Most recently, in San Francisco Apartment Association, this District concluded the Ellis Act preempted a San Francisco ordinance requiring a landlord to wait 10 years to merge a withdrawn rental unit into one or more other units. (San Francisco Apartment Assn., supra, 3 Cal.App.5th at p. 469.) In the court's view, the 10-year waiting period “impose[d] a penalty on the very class entitled to protection under the Ellis Act ․ landowners seeking to exit the residential rental business.” (Id. at p. 480.) The court found the ordinance “in effect, barred landowners from using their property if their proposed [subsequent] use involves merging a withdrawn unit with another” and “construct[ed] an inevitable substantive barrier to the statutorily protected right of a landlord to leave the residential rental business.” (Id. at pp. 482–484.)

Like provisions in past City-enacted ordinances which have been invalidated, the City's Rental Payment Differential obligation places conditions on a landlord's right to go out of business that are not found in the Ellis Act. The Ellis Act contains no requirement that obliges a landlord to pay their former tenants future rental subsidies so that they can leave the residential rental business. In considering the substantial in lieu payment to a City fund that was part of the challenged ordinance in Bullock, we stated, “[t]he Ellis Act does not permit the City to condition plaintiff's departure upon the payment of a ransom.” (Bullock, supra, 221 Cal.App.3d at p. 1101.) We see the increased rent payment the City's ordinances obligate landlords to pay their former tenants as a form of ransom which interferes with and places an undue burden on landlords who seek simply to go out of business. We also view the payouts of two years of ongoing rental subsidies—whether or not they reach the $50,000 ceiling set by Ordinance 68-15—as a penalty akin to the 10-year pre-merger wait period invalidated in San Francisco Apartment Association. The Rental Payment Differential obligation imposes a prohibitive price on the ability of landlords to exercise their rights under the Ellis Act.

To preserve its ordinances, the City relies on the safe harbor clause in Government Code section 7060.1, subdivision (c), a savings clause in the Ellis Act which preserves local authority to mitigate “any adverse impact on persons displaced by reason of the withdrawal from rent or lease of any accommodations.” (Gov. Code, § 7060.1, subd. (c).) The City argues the rent hike a tenant experiences upon losing a rent-controlled tenancy “is an adverse impact caused by eviction,” noting “any argument to the contrary flies in the face of common sense” and that it “defies language to claim that a rent increase is not an ‘adverse impact’ of eviction.” The superior court declined to endorse the City's logic; it found spiraling rents had no relationship to the adverse impacts caused by a landlord's decision to exit the rental market.
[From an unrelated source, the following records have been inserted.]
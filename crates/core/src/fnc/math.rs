use anyhow::Result;

use super::args::into_array;
use crate::val::{Number, Value};

fn numbers(name: &str, arg: Value) -> Result<Vec<Number>> {
	Ok(into_array(name, arg)?.into_iter().filter_map(Value::into_number).collect())
}

pub fn max((arg,): (Value,)) -> Result<Value> {
	Ok(numbers("math::max", arg)?.into_iter().max().map(Value::Number).unwrap_or(Value::None))
}

pub fn mean((arg,): (Value,)) -> Result<Value> {
	let v = numbers("math::mean", arg)?;
	if v.is_empty() {
		return Ok(Value::None);
	}
	let len = v.len() as f64;
	let sum: Number = v.into_iter().sum();
	Ok(Value::from(sum.to_float() / len))
}

pub fn min((arg,): (Value,)) -> Result<Value> {
	Ok(numbers("math::min", arg)?.into_iter().min().map(Value::Number).unwrap_or(Value::None))
}

pub fn sum((arg,): (Value,)) -> Result<Value> {
	Ok(Value::Number(numbers("math::sum", arg)?.into_iter().sum()))
}

#[cfg(test)]
mod tests {
	use super::*;

	fn arr() -> Value {
		Value::from(vec![Value::from(3), Value::from(1.5), Value::Null, Value::from(-2)])
	}

	#[test]
	fn numeric_aggregates_skip_non_numbers() {
		assert_eq!(max((arr(),)).unwrap(), Value::from(3));
		assert_eq!(min((arr(),)).unwrap(), Value::from(-2));
		assert_eq!(sum((arr(),)).unwrap(), Value::from(2.5));
		assert_eq!(mean((arr(),)).unwrap(), Value::from(2.5 / 3.0));
		assert_eq!(mean((Value::from(Vec::new()),)).unwrap(), Value::None);
	}
}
Like the City, we recognize that tenants who have benefitted from the price controls of rent control will likely face dramatically higher market-rate rents for comparable units. But we disagree with the City's analysis that attributes a tenant's future increased rent in new housing to his landlord's decision to exercise Ellis Act rights. This analysis ignores the impact of the City's policy decision to impose residential rent control, creating a rent differential. That policy purposefully causes a tenant's rent to be artificially below market rate, a gap that could be expected to increase with the length of the tenancy. For rent-controlled units, a property owner cannot raise rents beyond the allowable annual rent increases set forth in San Francisco Administrative Code, chapter 37, section 37.3 et seq., and California Civil Code section 1954.53, subdivision (a)(1). As the City recognizes, “the high price of market-rate housing” a tenant faces upon eviction as permitted by the Ellis Act is “the most immediate consequence,” a common sense impact, of the artificially low rents a tenant pays as a provided by City-enacted rent control. In our view, the City's presumption that spiraling rents and high housing prices in San Francisco are an adverse impact of individual evictions statutorily permitted under the Ellis Act is a faulty one. Absent this connection, ongoing rental subsidy payments indisputably enlarge the concept of mitigation in a manner not authorized by the savings clause.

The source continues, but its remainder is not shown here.